Second, the robustness of MT needs further improvement. Sometimes, a slight change in the source sentence—such as a word or punctuation mark—can lead to great changes in the translation. However, human beings have a strong error-tolerant ability that allows them to flexibly deal with various non-standard language phenomena and errors, and sometimes even unconsciously correct them. Robust MT systems are crucial in real applications. Developing explainable MT methods may be one possible solution.
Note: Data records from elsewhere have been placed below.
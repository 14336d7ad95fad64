use std::collections::HashMap;

use super::{LocationAddress, LocationError, ParsePhase, Port};
use crate::transport::{MethodRegistry, PSERVER_METHOD};

/// Property naming the connection method; defaults to `pserver`.
pub const PROPERTY_CONNECTION: &str = "connection";
/// Property naming the user.
pub const PROPERTY_USER: &str = "user";
/// Property carrying an initial password.
pub const PROPERTY_PASSWORD: &str = "password";
/// Property naming the host.
pub const PROPERTY_HOST: &str = "host";
/// Property carrying the port number.
pub const PROPERTY_PORT: &str = "port";
/// Property naming the repository path.
pub const PROPERTY_ROOT: &str = "root";

impl LocationAddress {
    /// Builds an address from discrete configuration fields.
    ///
    /// An empty user counts as absent and a password without a user is
    /// dropped. A supplied user becomes fixed; the password never does and is
    /// only used for the first connection attempt.
    pub fn from_properties(
        properties: &HashMap<String, String>,
        methods: &MethodRegistry,
    ) -> Result<Self, LocationError> {
        let method = properties
            .get(PROPERTY_CONNECTION)
            .map_or(PSERVER_METHOD, String::as_str);
        if !methods.contains(method) {
            return Err(LocationError::UnknownMethod {
                requested: method.to_owned(),
                known: methods.names(),
            });
        }

        let host = properties
            .get(PROPERTY_HOST)
            .ok_or(LocationError::HostRequired)?;
        let root = properties
            .get(PROPERTY_ROOT)
            .ok_or(LocationError::RootRequired)?;
        let port = match properties.get(PROPERTY_PORT) {
            None => Port::Default,
            Some(text) => text
                .trim()
                .parse::<u16>()
                .map(Port::from_number)
                .map_err(|_| LocationError::malformed(ParsePhase::Port, text))?,
        };

        let mut builder = Self::builder(method, host.as_str(), root.as_str()).port(port);
        if let Some(user) = properties.get(PROPERTY_USER).filter(|user| !user.is_empty()) {
            builder = builder.user(user.as_str());
            if let Some(password) = properties.get(PROPERTY_PASSWORD) {
                builder = builder.initial_password(password.as_str());
            }
        }
        builder.build()
    }
}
Third, NMT methods are facing serious data sparseness problems in resource-poor language pairs and domains. The current MT systems often use tens of millions or even hundreds of millions of sentence pairs of data for training. Otherwise, the translation quality will be poor. However, human beings can learn from only a small number of samples. Although many data-augmentation methods, multitask learning methods, and pretraining methods have been proposed to alleviate this problem, the question of how to improve the translation quality for resource-poor language pairs remains open.

In summary, there is still a long way to go to achieve highquality MT. It is necessary to develop new methods that can combine symbolic rules, knowledge, and neural networks to further improve translation quality. Fortunately, the use of MT in real applications continues to provide more data, promoting the quick development of new MT methods.

《Compliance with ethics guidelines》

Compliance with ethics guidelines

Haifeng Wang, Hua Wu, Zhongjun He, Liang Huang, and Kenneth Ward Church declare that they have no conflict of interest or financial conflicts to disclose.